Stepping Out from the Past: Thea Aschkenase Shared Her Story at Lane School

July 1, 2015

 By Julie McCay Turner

Thea Aschkenase with Lori Alper and her son - Image (c) JMcCT, 2015
Thea Aschkenase with Lori Alper and her son Max – Image (c) JMcCT, 2015

When Thea Aschkenase was a young girl, her life was dramatically different from those lived by the students in Ms. Curro’s 5th grade with whom she met at Lane School in late May.

Earlier in the year, the class had read Number the Stars, Lois Lowry’s 1989 Newbery Award classic about a family who conceals a young Jewish girl in their home during World War II in Denmark.  Aschhenase, a young Jewish girl living in Germany, Italy and Poland before and during the war, shared a first-hand account of her life during those times, the losses her family suffered during the Holocaust, and how she and her mother survived.

Lane School Principal Rob Ackerman said the talk was “appropriately done, and certainly gave our students the type of firsthand account which will help them be culturallyaware members of our community.” Lori Alper, parent of a student in the class, is also Aschkenase’s step-granddaughter and arranged the talk.

Aschkenase has recently released her memoir, Remembering, the story of her happy Munich childhood, a less-than-happy time in hiding from the Nazis , her 1944 internment at Auschwitz where she lost her father and brother, then relocating to Israel before coming to the United States where she became a citizen committed to ‘giving back.’ With her distinctive accent and soft voice, Aschkenase was thoughtful in answering the students’ questions.

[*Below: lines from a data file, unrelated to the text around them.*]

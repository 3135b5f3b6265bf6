use dioxus::prelude::*;

#[derive(Props, Clone, PartialEq)]
pub struct LastUpdatedProps {
    /// Already formatted timestamp.
    pub value: String,
}

/// "Last updated: ..." footer line.
#[component]
pub fn LastUpdated(props: LastUpdatedProps) -> Element {
    rsx! {
        p {
            id: "last-updated",
            style: "margin: 8px 0; font-size: 12px; color: #666;",
            "Last updated: {props.value}"
        }
    }
}
//! Application state managed via Dioxus context.
//!
//! Each page provides its state with `use_context_provider` and child
//! components retrieve it with `use_context`. All mutation goes through
//! `dispatch`, which forwards the event to the pipeline's `apply`.

use dioxus::prelude::*;
use snow_core::config::{ForecastConfig, MapConfig};
use snow_data::state::{ForecastEvent, ForecastState, MapEvent, MapState, Redraw};

/// Shared state for the resort conditions map.
#[derive(Clone, Copy)]
pub struct MapAppState {
    pub state: Signal<MapState>,
    pub config: Signal<MapConfig>,
    /// Bumped whenever the marker set must be redrawn.
    pub marker_version: Signal<u64>,
    /// Bumped whenever popup visibility changed.
    pub popup_version: Signal<u64>,
}

impl MapAppState {
    pub fn new() -> Self {
        Self::with_config(MapConfig::default())
    }

    pub fn with_config(config: MapConfig) -> Self {
        Self {
            state: Signal::new(MapState::default()),
            config: Signal::new(config),
            marker_version: Signal::new(0),
            popup_version: Signal::new(0),
        }
    }

    /// Apply one event and bump the redraw counters it calls for.
    pub fn dispatch(mut self, event: MapEvent) -> Redraw {
        let redraw = {
            let config = self.config.peek();
            self.state.write().apply(event, &config)
        };
        match redraw {
            Redraw::Markers => *self.marker_version.write() += 1,
            Redraw::Popups => *self.popup_version.write() += 1,
            Redraw::Nothing => {}
        }
        redraw
    }
}

impl Default for MapAppState {
    fn default() -> Self {
        Self::new()
    }
}

/// Shared state for the snowfall forecast table.
#[derive(Clone, Copy)]
pub struct ForecastAppState {
    pub state: Signal<ForecastState>,
    pub config: Signal<ForecastConfig>,
}

impl ForecastAppState {
    pub fn new() -> Self {
        Self::with_config(ForecastConfig::default())
    }

    pub fn with_config(config: ForecastConfig) -> Self {
        Self {
            state: Signal::new(ForecastState::default()),
            config: Signal::new(config),
        }
    }

    pub fn dispatch(mut self, event: ForecastEvent) {
        let config = self.config.peek();
        self.state.write().apply(event, &config);
    }
}

impl Default for ForecastAppState {
    fn default() -> Self {
        Self::new()
    }
}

After joining a Worcester State University program for students over 60 in 1994, Aschkenase earned her degree in Urban Studies, cum laude,  in 2007.

When hunger was a problem during her long odyssey, Aschkenase yearned for a simple piece of bread, “enough to stop the hunger.” That experience foreshadowed the work in which she is currently involved. A member of Worcester’s Hunger Outreach Team, Aschkenase has created a program where breakfast is available to students, every day and regardless of their ability to pay.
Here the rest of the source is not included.